Exercise brief:
Below are records; output all of them exactly.

Data extracted from a collection:
use super::*;
use tempfile::TempDir;

const SCHEMA: &str = r#"{
    "tables": {
        "person": {
            "description": "Employés et intervenants",
            "columns": [
                { "name": "person_id", "type": "integer" },
                { "name": "name", "type": "text", "synonyms": ["employé", "salarié"] }
            ]
        },
        "event": {
            "columns": [
                { "name": "event_id", "type": "integer" },
                { "name": "description", "type": "text", "sample_values": [1,2,3,4,5,6,7,8,9,10,11,12] }
            ]
        },
        "audit": { "columns": [] }
    },
    "relationships": [
        { "from": "event_employee", "to": "person", "on": "person_id" }
    ],
    "sample_queries": [
        { "natural_language": "Combien d'événements ?", "sql": "SELECT COUNT(*) FROM event" }
    ]
}"#;

#[test]
fn tables_keep_document_order() {
    let schema = SchemaDescription::from_json(SCHEMA).expect("schema should parse");
    let names: Vec<&str> = schema.tables.iter().map(|t| t.name.as_str()).collect();
    assert_eq!(names, ["person", "event", "audit"]);
}

#[test]
fn optional_fields_take_defaults() {
    let schema = SchemaDescription::from_json(SCHEMA).expect("schema should parse");

    let event = schema.table("event").expect("event table");
    assert_eq!(event.description, None);
    assert!(event.columns[0].synonyms.is_empty());

    let relationship = &schema.relationships[0];
    assert_eq!(relationship.kind, "foreign_key");
    assert_eq!(relationship.description, None);
}

#[test]
fn sample_values_are_capped() {
    let schema = SchemaDescription::from_json(SCHEMA).expect("schema should parse");
    let event = schema.table("event").expect("event table");
    assert_eq!(event.columns[1].sample_values.len(), MAX_SAMPLE_VALUES);
}

#[test]
fn duplicate_tables_are_rejected() {
    let result = SchemaDescription::from_json(
        r#"{ "tables": { "event": { "columns": [] }, "event": { "columns": [] } } }"#,
    );
    assert!(result.is_err());
}

#[test]
fn load_reports_missing_file() {
    let temp_dir = TempDir::new().expect("should create temp dir");
    let error = SchemaDescription::load(temp_dir.path().join("schema.json"))
        .expect_err("file does not exist");
    assert!(format!("{error:#}").contains("schema.json"));
}

#[test]
fn load_reads_file() {
    let temp_dir = TempDir::new().expect("should create temp dir");
    let path = temp_dir.path().join("schema.json");
    std::fs::write(&path, SCHEMA).expect("should write schema");

    let schema = SchemaDescription::load(&path).expect("schema should load");
    assert_eq!(schema.sample_queries.len(), 1);
}
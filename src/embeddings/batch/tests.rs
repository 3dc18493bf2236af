use super::*;
use std::collections::HashMap;
use std::sync::Mutex;
use std::sync::atomic::{AtomicUsize, Ordering};
use std::time::Duration;

fn quick_profile(max_workers: usize, retry_count: u32) -> EmbeddingProfile {
    EmbeddingProfile {
        batch_size: 8,
        max_workers,
        delay: Duration::ZERO,
        retry_count,
        backoff_base: Duration::from_millis(1),
        max_text_chars: 5000,
    }
}

/// Encodes the numeric suffix of `item-N` as a one-element vector, sleeping
/// longer for earlier items so completions arrive out of order.
struct SlowFirstEmbedder {
    total: u64,
}

impl Embedder for SlowFirstEmbedder {
    fn embed(&self, text: &str) -> Result<Vec<f32>, EmbeddingError> {
        let index: u64 = text
            .trim_start_matches("item-")
            .parse()
            .map_err(|_| EmbeddingError::Malformed(text.to_string()))?;
        std::thread::sleep(Duration::from_millis((self.total - index) * 5));
        if text == "item-3" {
            return Err(EmbeddingError::Rejected("bad input".to_string()));
        }
        Ok(vec![index as f32])
    }

    fn dimension(&self) -> usize {
        1
    }
}

/// Fails transiently a fixed number of times per text before succeeding
struct FlakyEmbedder {
    failures_before_success: usize,
    calls: Mutex<HashMap<String, usize>>,
}

impl FlakyEmbedder {
    fn new(failures_before_success: usize) -> Self {
        Self {
            failures_before_success,
            calls: Mutex::new(HashMap::new()),
        }
    }

    fn calls_for(&self, text: &str) -> usize {
        self.calls
            .lock()
            .expect("should lock call log")
            .get(text)
            .copied()
            .unwrap_or(0)
    }
}

impl Embedder for FlakyEmbedder {
    fn embed(&self, text: &str) -> Result<Vec<f32>, EmbeddingError> {
        let mut calls = self.calls.lock().expect("should lock call log");
        let count = calls.entry(text.to_string()).or_insert(0);
        *count += 1;
        if *count <= self.failures_before_success {
            Err(EmbeddingError::Transient("connection reset".to_string()))
        } else {
            Ok(vec![1.0, 0.0])
        }
    }

    fn dimension(&self) -> usize {
        2
    }
}

struct RejectingEmbedder {
    calls: AtomicUsize,
}

impl Embedder for RejectingEmbedder {
    fn embed(&self, _text: &str) -> Result<Vec<f32>, EmbeddingError> {
        self.calls.fetch_add(1, Ordering::SeqCst);
        Err(EmbeddingError::Rejected("model not found".to_string()))
    }

    fn dimension(&self) -> usize {
        2
    }
}

struct LengthEmbedder;

impl Embedder for LengthEmbedder {
    fn embed(&self, text: &str) -> Result<Vec<f32>, EmbeddingError> {
        Ok(vec![text.chars().count() as f32])
    }

    fn dimension(&self) -> usize {
        1
    }
}

#[tokio::test]
async fn embed_many_preserves_input_order() {
    let texts: Vec<String> = (0..8).map(|i| format!("item-{i}")).collect();
    let embedder: Arc<dyn Embedder> = Arc::new(SlowFirstEmbedder { total: 8 });

    let results = embed_many(embedder, &texts, &quick_profile(4, 1)).await;

    assert_eq!(results.len(), texts.len());
    for (index, result) in results.iter().enumerate() {
        if index == 3 {
            assert!(result.is_none(), "forced failure should be None");
        } else {
            assert_eq!(result.as_deref(), Some([index as f32].as_slice()));
        }
    }
}

#[tokio::test]
async fn embed_many_empty_input() {
    let embedder: Arc<dyn Embedder> = Arc::new(LengthEmbedder);
    let results = embed_many(embedder, &[], &quick_profile(2, 1)).await;
    assert!(results.is_empty());
}

#[tokio::test]
async fn embed_many_truncates_before_submission() {
    let embedder: Arc<dyn Embedder> = Arc::new(LengthEmbedder);
    let mut profile = quick_profile(2, 1);
    profile.max_text_chars = 4;

    let texts = vec!["ab".to_string(), "événement".to_string()];
    let results = embed_many(embedder, &texts, &profile).await;

    assert_eq!(results[0].as_deref(), Some([2.0].as_slice()));
    assert_eq!(results[1].as_deref(), Some([4.0].as_slice()));
}

#[test]
fn embed_one_retries_transient_failures() {
    let embedder = FlakyEmbedder::new(2);
    let result = embed_one(&embedder, "chute", &quick_profile(1, 3));

    assert_eq!(result, Ok(vec![1.0, 0.0]));
    assert_eq!(embedder.calls_for("chute"), 3);
}

#[test]
fn embed_one_stops_after_retry_budget() {
    let embedder = FlakyEmbedder::new(10);
    let result = embed_one(&embedder, "chute", &quick_profile(1, 3));

    assert!(matches!(result, Err(EmbeddingError::Transient(_))));
    assert_eq!(embedder.calls_for("chute"), 3);
}

#[test]
fn embed_one_does_not_retry_rejections() {
    let embedder = RejectingEmbedder {
        calls: AtomicUsize::new(0),
    };
    let result = embed_one(&embedder, "chute", &quick_profile(1, 3));

    assert!(matches!(result, Err(EmbeddingError::Rejected(_))));
    assert_eq!(embedder.calls.load(Ordering::SeqCst), 1);
}

#[test]
fn truncate_respects_char_boundaries() {
    assert_eq!(truncate_text("ééééé", 2), "éé");
    assert_eq!(truncate_text("short", 100), "short");
    assert_eq!(truncate_text("", 3), "");
    assert_eq!(truncate_text("abc", 0), "");
}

Result of this task:
use super::*;
use tempfile::TempDir;

const SCHEMA: &str = r#"{
    "tables": {
        "person": {
            "description": "Employés et intervenants",
            "columns": [
                { "name": "person_id", "type": "integer" },
                { "name": "name", "type": "text", "synonyms": ["employé", "salarié"] }
            ]
        },
        "event": {
            "columns": [
                { "name": "event_id", "type": "integer" },
                { "name": "description", "type": "text", "sample_values": [1,2,3,4,5,6,7,8,9,10,11,12] }
            ]
        },
        "audit": { "columns": [] }
    },
    "relationships": [
        { "from": "event_employee", "to": "person", "on": "person_id" }
    ],
    "sample_queries": [
        { "natural_language": "Combien d'événements ?", "sql": "SELECT COUNT(*) FROM event" }
    ]
}"#;

#[test]
fn tables_keep_document_order() {
    let schema = SchemaDescription::from_json(SCHEMA).expect("schema should parse");
    let names: Vec<&str> = schema.tables.iter().map(|t| t.name.as_str()).collect();
    assert_eq!(names, ["person", "event", "audit"]);
}

#[test]
fn optional_fields_take_defaults() {
    let schema = SchemaDescription::from_json(SCHEMA).expect("schema should parse");

    let event = schema.table("event").expect("event table");
    assert_eq!(event.description, None);
    assert!(event.columns[0].synonyms.is_empty());

    let relationship = &schema.relationships[0];
    assert_eq!(relationship.kind, "foreign_key");
    assert_eq!(relationship.description, None);
}

#[test]
fn sample_values_are_capped() {
    let schema = SchemaDescription::from_json(SCHEMA).expect("schema should parse");
    let event = schema.table("event").expect("event table");
    assert_eq!(event.columns[1].sample_values.len(), MAX_SAMPLE_VALUES);
}

#[test]
fn duplicate_tables_are_rejected() {
    let result = SchemaDescription::from_json(
        r#"{ "tables": { "event": { "columns": [] }, "event": { "columns": [] } } }"#,
    );
    assert!(result.is_err());
}

#[test]
fn load_reports_missing_file() {
    let temp_dir = TempDir::new().expect("should create temp dir");
    let error = SchemaDescription::load(temp_dir.path().join("schema.json"))
        .expect_err("file does not exist");
    assert!(format!("{error:#}").contains("schema.json"));
}

#[test]
fn load_reads_file() {
    let temp_dir = TempDir::new().expect("should create temp dir");
    let path = temp_dir.path().join("schema.json");
    std::fs::write(&path, SCHEMA).expect("should write schema");

    let schema = SchemaDescription::load(&path).expect("schema should load");
    assert_eq!(schema.sample_queries.len(), 1);
}
filename src/embeddings/batch/tests.rs
repository 3dc18493bf2236af
use super::*;
use std::collections::HashMap;
use std::sync::Mutex;
use std::sync::atomic::{AtomicUsize, Ordering};
use std::time::Duration;

fn quick_profile(max_workers: usize, retry_count: u32) -> EmbeddingProfile {
    EmbeddingProfile {
        batch_size: 8,
        max_workers,
        delay: Duration::ZERO,
        retry_count,
        backoff_base: Duration::from_millis(1),
        max_text_chars: 5000,
    }
}

/// Encodes the numeric suffix of `item-N` as a one-element vector, sleeping
/// longer for earlier items so completions arrive out of order.
struct SlowFirstEmbedder {
    total: u64,
}

impl Embedder for SlowFirstEmbedder {
    fn embed(&self, text: &str) -> Result<Vec<f32>, EmbeddingError> {
        let index: u64 = text
            .trim_start_matches("item-")
            .parse()
            .map_err(|_| EmbeddingError::Malformed(text.to_string()))?;
        std::thread::sleep(Duration::from_millis((self.total - index) * 5));
        if text == "item-3" {
            return Err(EmbeddingError::Rejected("bad input".to_string()));
        }
        Ok(vec![index as f32])
    }

    fn dimension(&self) -> usize {
        1
    }
}

/// Fails transiently a fixed number of times per text before succeeding
struct FlakyEmbedder {
    failures_before_success: usize,
    calls: Mutex<HashMap<String, usize>>,
}

impl FlakyEmbedder {
    fn new(failures_before_success: usize) -> Self {
        Self {
            failures_before_success,
            calls: Mutex::new(HashMap::new()),
        }
    }

    fn calls_for(&self, text: &str) -> usize {
        self.calls
            .lock()
            .expect("should lock call log")
            .get(text)
            .copied()
            .unwrap_or(0)
    }
}

impl Embedder for FlakyEmbedder {
    fn embed(&self, text: &str) -> Result<Vec<f32>, EmbeddingError> {
        let mut calls = self.calls.lock().expect("should lock call log");
        let count = calls.entry(text.to_string()).or_insert(0);
        *count += 1;
        if *count <= self.failures_before_success {
            Err(EmbeddingError::Transient("connection reset".to_string()))
        } else {
            Ok(vec![1.0, 0.0])
        }
    }

    fn dimension(&self) -> usize {
        2
    }
}

struct RejectingEmbedder {
    calls: AtomicUsize,
}

impl Embedder for RejectingEmbedder {
    fn embed(&self, _text: &str) -> Result<Vec<f32>, EmbeddingError> {
        self.calls.fetch_add(1, Ordering::SeqCst);
        Err(EmbeddingError::Rejected("model not found".to_string()))
    }

    fn dimension(&self) -> usize {
        2
    }
}

struct LengthEmbedder;

impl Embedder for LengthEmbedder {
    fn embed(&self, text: &str) -> Result<Vec<f32>, EmbeddingError> {
        Ok(vec![text.chars().count() as f32])
    }

    fn dimension(&self) -> usize {
        1
    }
}

#[tokio::test]
async fn embed_many_preserves_input_order() {
    let texts: Vec<String> = (0..8).map(|i| format!("item-{i}")).collect();
    let embedder: Arc<dyn Embedder> = Arc::new(SlowFirstEmbedder { total: 8 });

    let results = embed_many(embedder, &texts, &quick_profile(4, 1)).await;

    assert_eq!(results.len(), texts.len());
    for (index, result) in results.iter().enumerate() {
        if index == 3 {
            assert!(result.is_none(), "forced failure should be None");
        } else {
            assert_eq!(result.as_deref(), Some([index as f32].as_slice()));
        }
    }
}

#[tokio::test]
async fn embed_many_empty_input() {
    let embedder: Arc<dyn Embedder> = Arc::new(LengthEmbedder);
    let results = embed_many(embedder, &[], &quick_profile(2, 1)).await;
    assert!(results.is_empty());
}

#[tokio::test]
async fn embed_many_truncates_before_submission() {
    let embedder: Arc<dyn Embedder> = Arc::new(LengthEmbedder);
    let mut profile = quick_profile(2, 1);
    profile.max_text_chars = 4;

    let texts = vec!["ab".to_string(), "événement".to_string()];
    let results = embed_many(embedder, &texts, &profile).await;

    assert_eq!(results[0].as_deref(), Some([2.0].as_slice()));
    assert_eq!(results[1].as_deref(), Some([4.0].as_slice()));
}

#[test]
fn embed_one_retries_transient_failures() {
    let embedder = FlakyEmbedder::new(2);
    let result = embed_one(&embedder, "chute", &quick_profile(1, 3));

    assert_eq!(result, Ok(vec![1.0, 0.0]));
    assert_eq!(embedder.calls_for("chute"), 3);
}

#[test]
fn embed_one_stops_after_retry_budget() {
    let embedder = FlakyEmbedder::new(10);
    let result = embed_one(&embedder, "chute", &quick_profile(1, 3));

    assert!(matches!(result, Err(EmbeddingError::Transient(_))));
    assert_eq!(embedder.calls_for("chute"), 3);
}

#[test]
fn embed_one_does_not_retry_rejections() {
    let embedder = RejectingEmbedder {
        calls: AtomicUsize::new(0),
    };
    let result = embed_one(&embedder, "chute", &quick_profile(1, 3));

    assert!(matches!(result, Err(EmbeddingError::Rejected(_))));
    assert_eq!(embedder.calls.load(Ordering::SeqCst), 1);
}

#[test]
fn truncate_respects_char_boundaries() {
    assert_eq!(truncate_text("ééééé", 2), "éé");
    assert_eq!(truncate_text("short", 100), "short");
    assert_eq!(truncate_text("", 3), "");
    assert_eq!(truncate_text("abc", 0), "");
}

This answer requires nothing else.